[Opening Data for this exercise section]

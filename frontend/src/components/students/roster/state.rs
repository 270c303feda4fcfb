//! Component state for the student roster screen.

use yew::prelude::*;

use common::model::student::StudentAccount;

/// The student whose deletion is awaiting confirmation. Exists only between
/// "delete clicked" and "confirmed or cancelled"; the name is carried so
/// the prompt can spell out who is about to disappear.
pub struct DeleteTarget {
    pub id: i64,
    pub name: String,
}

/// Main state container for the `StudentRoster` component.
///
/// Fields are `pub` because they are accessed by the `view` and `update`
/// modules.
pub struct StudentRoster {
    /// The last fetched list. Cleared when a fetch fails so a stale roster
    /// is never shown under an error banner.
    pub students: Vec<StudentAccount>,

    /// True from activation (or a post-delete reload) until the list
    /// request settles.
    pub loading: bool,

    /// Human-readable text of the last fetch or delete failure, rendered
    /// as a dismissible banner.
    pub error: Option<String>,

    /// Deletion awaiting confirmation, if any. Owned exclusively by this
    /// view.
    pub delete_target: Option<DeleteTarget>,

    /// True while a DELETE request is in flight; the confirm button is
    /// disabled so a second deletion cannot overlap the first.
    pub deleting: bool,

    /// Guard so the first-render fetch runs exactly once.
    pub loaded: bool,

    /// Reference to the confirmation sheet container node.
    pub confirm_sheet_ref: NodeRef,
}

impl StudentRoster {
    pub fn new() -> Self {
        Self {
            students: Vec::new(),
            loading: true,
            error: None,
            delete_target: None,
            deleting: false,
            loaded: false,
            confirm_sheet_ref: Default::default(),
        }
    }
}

[Closing Data for this exercise section]
[Opening Data for this exercise section]

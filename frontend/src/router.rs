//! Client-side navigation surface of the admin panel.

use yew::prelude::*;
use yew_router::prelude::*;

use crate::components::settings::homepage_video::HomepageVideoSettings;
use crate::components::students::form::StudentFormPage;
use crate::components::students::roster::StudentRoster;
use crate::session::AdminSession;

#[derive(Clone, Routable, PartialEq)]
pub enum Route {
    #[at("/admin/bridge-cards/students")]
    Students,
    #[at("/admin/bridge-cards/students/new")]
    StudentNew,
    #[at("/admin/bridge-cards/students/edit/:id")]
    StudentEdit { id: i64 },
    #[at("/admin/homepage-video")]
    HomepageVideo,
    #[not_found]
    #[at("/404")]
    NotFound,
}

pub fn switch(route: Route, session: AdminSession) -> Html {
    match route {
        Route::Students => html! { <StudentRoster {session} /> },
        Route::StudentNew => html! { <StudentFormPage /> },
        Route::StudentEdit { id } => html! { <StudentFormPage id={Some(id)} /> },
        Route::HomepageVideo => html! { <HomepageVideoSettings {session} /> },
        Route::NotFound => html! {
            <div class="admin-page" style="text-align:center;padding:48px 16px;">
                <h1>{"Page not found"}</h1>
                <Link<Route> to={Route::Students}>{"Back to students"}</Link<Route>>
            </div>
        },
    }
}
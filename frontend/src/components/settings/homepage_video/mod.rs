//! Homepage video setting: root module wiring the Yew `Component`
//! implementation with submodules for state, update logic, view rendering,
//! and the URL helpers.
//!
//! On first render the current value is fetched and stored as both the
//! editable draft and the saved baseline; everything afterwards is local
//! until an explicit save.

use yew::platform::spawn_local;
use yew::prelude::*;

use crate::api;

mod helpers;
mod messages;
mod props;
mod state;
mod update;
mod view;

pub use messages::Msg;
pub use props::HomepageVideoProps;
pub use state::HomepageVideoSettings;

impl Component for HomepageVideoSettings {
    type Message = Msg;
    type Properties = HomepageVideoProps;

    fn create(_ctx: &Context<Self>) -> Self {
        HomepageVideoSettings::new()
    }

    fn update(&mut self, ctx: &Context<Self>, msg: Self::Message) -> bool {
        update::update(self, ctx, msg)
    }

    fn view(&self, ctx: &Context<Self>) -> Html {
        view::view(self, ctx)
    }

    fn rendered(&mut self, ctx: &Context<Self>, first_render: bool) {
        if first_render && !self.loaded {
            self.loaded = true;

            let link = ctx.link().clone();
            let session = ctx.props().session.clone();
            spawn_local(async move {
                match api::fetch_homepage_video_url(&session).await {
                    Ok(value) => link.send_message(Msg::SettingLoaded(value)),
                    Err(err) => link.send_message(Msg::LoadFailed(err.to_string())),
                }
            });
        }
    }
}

[Closing Data for this exercise section]

» Exercise description
Extract each line holding the word "AdminSession" from the records.

» Solution to this exercise
use crate::session::AdminSession;
pub fn switch(route: Route, session: AdminSession) -> Html {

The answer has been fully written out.